### Data for this exercise
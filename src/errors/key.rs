// SPDX-FileCopyrightText: 2025 Semiotic AI, Inc.
//
// SPDX-License-Identifier: Apache-2.0

//! Error types for cache key derivation.

/// Errors that can occur while deriving a cache key.
///
/// Both variants are caller bugs: they are raised synchronously and are never
/// swallowed by the cache layer.
#[derive(Debug, thiserror::Error)]
pub enum KeyError {
    /// The parameter set could not be serialized into a canonical mapping.
    ///
    /// This occurs when a `Serialize` implementation fails (for example a map
    /// with non-string keys) or when the top-level value is not a mapping.
    #[error("Invalid query parameters: {reason}")]
    InvalidParameter {
        /// Description of why the parameters were rejected
        reason: String,
        /// The underlying serialization error, if any
        #[source]
        source: Option<serde_json::Error>,
    },

    /// The namespace cannot be used as a key segment.
    #[error("Invalid namespace '{namespace}': {reason}")]
    InvalidNamespace {
        /// The rejected namespace
        namespace: String,
        /// Description of why the namespace was rejected
        reason: &'static str,
    },
}

impl KeyError {
    /// Create an `InvalidParameter` error with a reason and no source.
    pub fn invalid_parameter(reason: impl Into<String>) -> Self {
        KeyError::InvalidParameter {
            reason: reason.into(),
            source: None,
        }
    }

    /// Create an `InvalidParameter` error from a serialization failure.
    pub fn unserializable(source: serde_json::Error) -> Self {
        KeyError::InvalidParameter {
            reason: source.to_string(),
            source: Some(source),
        }
    }

    /// Create an `InvalidNamespace` error.
    pub fn invalid_namespace(namespace: impl Into<String>, reason: &'static str) -> Self {
        KeyError::InvalidNamespace {
            namespace: namespace.into(),
            reason,
        }
    }
}
// SPDX-FileCopyrightText: 2025 Semiotic AI, Inc.
//
// SPDX-License-Identifier: Apache-2.0

//! Versioned envelope around cached values
//!
//! Every payload handed to a backend is the JSON text of
//! `{"v": <version>, "value": <value>}`. A payload with another version, or
//! one that does not decode into the requested type, is reported as such so
//! the store can treat it as a miss.

use serde::de::DeserializeOwned;
use serde::{Deserialize, Serialize};
use serde_json::Value;

use crate::errors::StoreError;

/// Current envelope format version
pub(crate) const ENVELOPE_VERSION: u32 = 1;

#[derive(Serialize)]
struct EnvelopeRef<'a, T: ?Sized> {
    v: u32,
    value: &'a T,
}

#[derive(Deserialize)]
struct Envelope {
    v: u32,
    value: Value,
}

/// Outcome of decoding a stored payload
#[derive(Debug)]
pub(crate) enum Decoded<T> {
    /// The payload held a current-version value of the requested type
    Value(T),
    /// The payload was written by another envelope version
    VersionMismatch(u32),
    /// The payload is not an envelope, or its value does not fit the type
    Malformed(serde_json::Error),
}

/// Wraps `value` in the current envelope and renders it as JSON text
pub(crate) fn encode<T: Serialize + ?Sized>(value: &T) -> Result<String, StoreError> {
    serde_json::to_string(&EnvelopeRef {
        v: ENVELOPE_VERSION,
        value,
    })
    .map_err(StoreError::serialization)
}

/// Unwraps a payload produced by [`encode`]
pub(crate) fn decode<T: DeserializeOwned>(payload: &str) -> Decoded<T> {
    let envelope: Envelope = match serde_json::from_str(payload) {
        Ok(envelope) => envelope,
        Err(e) => return Decoded::Malformed(e),
    };

    if envelope.v != ENVELOPE_VERSION {
        return Decoded::VersionMismatch(envelope.v);
    }

    match serde_json::from_value(envelope.value) {
        Ok(value) => Decoded::Value(value),
        Err(e) => Decoded::Malformed(e),
    }
}

#[cfg(test)]
mod tests {
    use super::*;
    use serde_json::json;

    #[test]
    fn encodes_tagged_value() {
        let payload = encode(&json!([{"id": "29510"}])).unwrap();
        assert_eq!(payload, r#"{"v":1,"value":[{"id":"29510"}]}"#);
    }

    #[test]
    fn decodes_current_version() {
        let payload = encode(&vec![1u32, 2, 3]).unwrap();
        match decode::<Vec<u32>>(&payload) {
            Decoded::Value(v) => assert_eq!(v, vec![1, 2, 3]),
            other => panic!("unexpected {other:?}"),
        }
    }

    #[test]
    fn other_version_is_reported() {
        let payload = r#"{"v":2,"value":"x"}"#;
        assert!(matches!(
            decode::<String>(payload),
            Decoded::VersionMismatch(2)
        ));
    }

    #[test]
    fn bare_value_is_malformed() {
        assert!(matches!(decode::<String>(r#""x""#), Decoded::Malformed(_)));
        assert!(matches!(decode::<String>("not json"), Decoded::Malformed(_)));
    }

    #[test]
    fn type_mismatch_is_malformed() {
        let payload = encode("a string").unwrap();
        assert!(matches!(decode::<Vec<u32>>(&payload), Decoded::Malformed(_)));
    }
}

### Task item
Copy every line of the listing containing the string "mapping".

### Answer space
    /// The parameter set could not be serialized into a canonical mapping.
    /// with non-string keys) or when the top-level value is not a mapping.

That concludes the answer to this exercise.